The 6, 3, 10, 11, 15, are all reasonably modern controls that program mostly like the new stuff. Or maybe you could say the new stuff programs just like the old stuff did it since the early fanuc controls kinda established what we see as normal today.

I wouldn't hesitate to own a mits control, Mazak or otherwise. Mitsubishi tech support is exceptional and FREE. Mitsubishi parts are also pretty cheap used. A lot of machines used the same modules so there's a pretty big supply of older stuff it seems.
 
Garwood is correct. The 5 is older than the 3 Not a lot of reason in the numbering scheme used by Fanuc. The 6 series is what followed the 5 series. Then the 3 was brought out as a cheaper control than the 6. There was a Fanuc 7 and 9 control too. They were part of a joint venture with Siemens and like most Siemens stuff. not very good reliability compared to the real Fanuc models. Prior to the 5 was the 2000 for lathes and the 3000 for mills. Even earlier was a 20 and 200. Never saw one of those outside of the Fanuc factory museum in Japan but spent a fair bit of time on a 2000 and a small amount of time on a 3000. Cool stuff in the day. First time I saw a 6 with a CRT, I thought how can it get any better than this!
 
We have a DL20 MC. It was the first machine I bought 15 years ago. It's still going strong and is in production every day. The slideways look like brand new. It's an absolute workhorse. It does automatic pickup from spindle 1 to spindle 2. We regularly hold +/- .007 mm. It's a serious piece of kit.
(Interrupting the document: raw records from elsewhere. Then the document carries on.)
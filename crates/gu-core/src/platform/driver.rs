//! Driver (kernel artifact) lifecycle through host commands.
//!
//! | platform | install                       | uninstall                         | export                         |
//! |----------|-------------------------------|-----------------------------------|--------------------------------|
//! | Windows  | `pnputil /add-driver <inf> /install` | `pnputil /delete-driver <name> /uninstall /force` | `dism /online /export-driver /destination:<dir>` |
//! | Linux    | `insmod <ko>`                 | `modprobe -r <name>`              | (none)                         |
//! | macOS    | `kextload <kext>`             | `kextunload -b <name>`            | (none)                         |
//!
//! Mobile platforms have no driver support.

use super::HostPlatform;
use crate::executor::InterpretError;
use std::path::{Path, PathBuf};
use std::process::Command;
use std::sync::{Arc, Mutex};

/// Captured result of a host command.
#[derive(Debug, Clone, Default, PartialEq, Eq)]
pub struct CommandOutput {
    pub success: bool,
    pub status: String,
    pub stdout: String,
    pub stderr: String,
}

/// Runs host commands; swapped out in tests.
pub trait CommandRunner: Send + Sync {
    fn run(&self, program: &str, args: &[String]) -> std::io::Result<CommandOutput>;
}

/// Runs commands with `std::process::Command`.
#[derive(Debug, Default)]
pub struct SystemCommandRunner;

impl CommandRunner for SystemCommandRunner {
    fn run(&self, program: &str, args: &[String]) -> std::io::Result<CommandOutput> {
        let output = Command::new(program).args(args).output()?;
        Ok(CommandOutput {
            success: output.status.success(),
            status: output.status.to_string(),
            stdout: String::from_utf8_lossy(&output.stdout).into_owned(),
            stderr: String::from_utf8_lossy(&output.stderr).into_owned(),
        })
    }
}

/// Records commands and answers with canned output.
#[derive(Debug, Default)]
pub struct RecordingCommandRunner {
    calls: Mutex<Vec<String>>,
    responses: Mutex<Vec<(String, CommandOutput)>>,
}

impl RecordingCommandRunner {
    pub fn new() -> Self {
        Self::default()
    }

    /// Answer commands whose rendered line starts with `prefix`.
    pub fn respond(&self, prefix: &str, output: CommandOutput) {
        if let Ok(mut responses) = self.responses.lock() {
            responses.push((prefix.to_string(), output));
        }
    }

    pub fn calls(&self) -> Vec<String> {
        self.calls.lock().map(|c| c.clone()).unwrap_or_default()
    }
}

impl CommandRunner for RecordingCommandRunner {
    fn run(&self, program: &str, args: &[String]) -> std::io::Result<CommandOutput> {
        let line = std::iter::once(program.to_string())
            .chain(args.iter().cloned())
            .collect::<Vec<_>>()
            .join(" ");
        if let Ok(mut calls) = self.calls.lock() {
            calls.push(line.clone());
        }
        let canned = self.responses.lock().ok().and_then(|responses| {
            responses
                .iter()
                .rev()
                .find(|(prefix, _)| line.starts_with(prefix.as_str()))
                .map(|(_, out)| out.clone())
        });
        Ok(canned.unwrap_or(CommandOutput {
            success: true,
            status: "exit status: 0".to_string(),
            ..Default::default()
        }))
    }
}

/// Platform-specific driver operations.
#[derive(Clone)]
pub struct DriverRegistrar {
    host: HostPlatform,
    runner: Arc<dyn CommandRunner>,
}

impl std::fmt::Debug for DriverRegistrar {
    fn fmt(&self, f: &mut std::fmt::Formatter<'_>) -> std::fmt::Result {
        f.debug_struct("DriverRegistrar").field("host", &self.host).finish()
    }
}

impl DriverRegistrar {
    pub fn new(host: HostPlatform, runner: Arc<dyn CommandRunner>) -> Self {
        Self { host, runner }
    }

    /// Driver file extension, `None` where drivers are unsupported.
    pub fn extension(&self) -> Option<&'static str> {
        match self.host {
            HostPlatform::Windows => Some("inf"),
            HostPlatform::Linux => Some("ko"),
            HostPlatform::MacOs => Some("kext"),
            HostPlatform::Android | HostPlatform::Ios => None,
        }
    }

    /// Name the host knows a driver file by.
    pub fn artifact_name(&self, source: &Path) -> String {
        match self.host {
            // pnputil addresses drivers by their inf file name.
            HostPlatform::Windows => source
                .file_name()
                .map(|n| n.to_string_lossy().into_owned())
                .unwrap_or_default(),
            _ => source
                .file_stem()
                .map(|n| n.to_string_lossy().into_owned())
                .unwrap_or_default(),
        }
    }

    pub fn install(&self, source: &Path) -> Result<(), InterpretError> {
        let src = source.to_string_lossy().into_owned();
        match self.host {
            HostPlatform::Windows => self.exec("pnputil", &["/add-driver", &src, "/install"]),
            HostPlatform::Linux => self.exec("insmod", &[&src]),
            HostPlatform::MacOs => self.exec("kextload", &[&src]),
            HostPlatform::Android | HostPlatform::Ios => Err(self.unsupported("driver install")),
        }
    }

    /// Remove a registered driver. A driver that is not registered is left alone.
    pub fn uninstall(&self, name: &str) -> Result<(), InterpretError> {
        if !self.is_registered(name)? {
            return Ok(());
        }
        match self.host {
            HostPlatform::Windows => {
                self.exec("pnputil", &["/delete-driver", name, "/uninstall", "/force"])
            }
            HostPlatform::Linux => self.exec("modprobe", &["-r", name]),
            HostPlatform::MacOs => self.exec("kextunload", &["-b", name]),
            HostPlatform::Android | HostPlatform::Ios => Err(self.unsupported("driver uninstall")),
        }
    }

    /// Export the installed copy of `name` into `destination`.
    ///
    /// Returns the exported file when the platform supports export.
    pub fn export(&self, name: &str, destination: &Path) -> Result<Option<PathBuf>, InterpretError> {
        match self.host {
            HostPlatform::Windows => {
                std::fs::create_dir_all(destination)
                    .map_err(|e| InterpretError::io(destination, e))?;
                let dest = format!("/destination:{}", destination.display());
                self.exec("dism", &["/online", "/export-driver", &dest])?;
                let exported = destination.join(name);
                Ok(exported.exists().then_some(exported))
            }
            _ => Ok(None),
        }
    }

    pub fn is_registered(&self, name: &str) -> Result<bool, InterpretError> {
        match self.host {
            HostPlatform::Windows => {
                let out = self.query("pnputil", &["/enum-drivers"])?;
                Ok(out.stdout.to_lowercase().contains(&name.to_lowercase()))
            }
            HostPlatform::Linux => {
                let out = self.query("lsmod", &[])?;
                Ok(out
                    .stdout
                    .lines()
                    .skip(1)
                    .any(|line| line.split_whitespace().next() == Some(name)))
            }
            HostPlatform::MacOs => {
                let out = self.query("kextstat", &["-l", "-b", name])?;
                Ok(!out.stdout.trim().is_empty())
            }
            HostPlatform::Android | HostPlatform::Ios => Ok(false),
        }
    }

    fn unsupported(&self, what: &str) -> InterpretError {
        InterpretError::Unsupported(format!("{} on {}", what, self.host))
    }

    fn query(&self, program: &str, args: &[&str]) -> Result<CommandOutput, InterpretError> {
        let args: Vec<String> = args.iter().map(|a| a.to_string()).collect();
        self.runner
            .run(program, &args)
            .map_err(|e| InterpretError::io(program, e))
    }

    fn exec(&self, program: &str, args: &[&str]) -> Result<(), InterpretError> {
        let out = self.query(program, args)?;
        if out.success {
            Ok(())
        } else {
            Err(InterpretError::Command {
                program: program.to_string(),
                status: out.status,
                stderr: out.stderr.trim().to_string(),
            })
        }
    }
}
It's 27 years old now. I've never had a problem getting parts for it, though I've never really had to.
The only problems I have had have been the live tooling drive bearings, which are standard parts you can buy anywhere, but a complete pain to change.
Take a look at the components they are making with it. But at $6000 it's the same as free. With due diligence, I'd buy it immediately if I were in the states.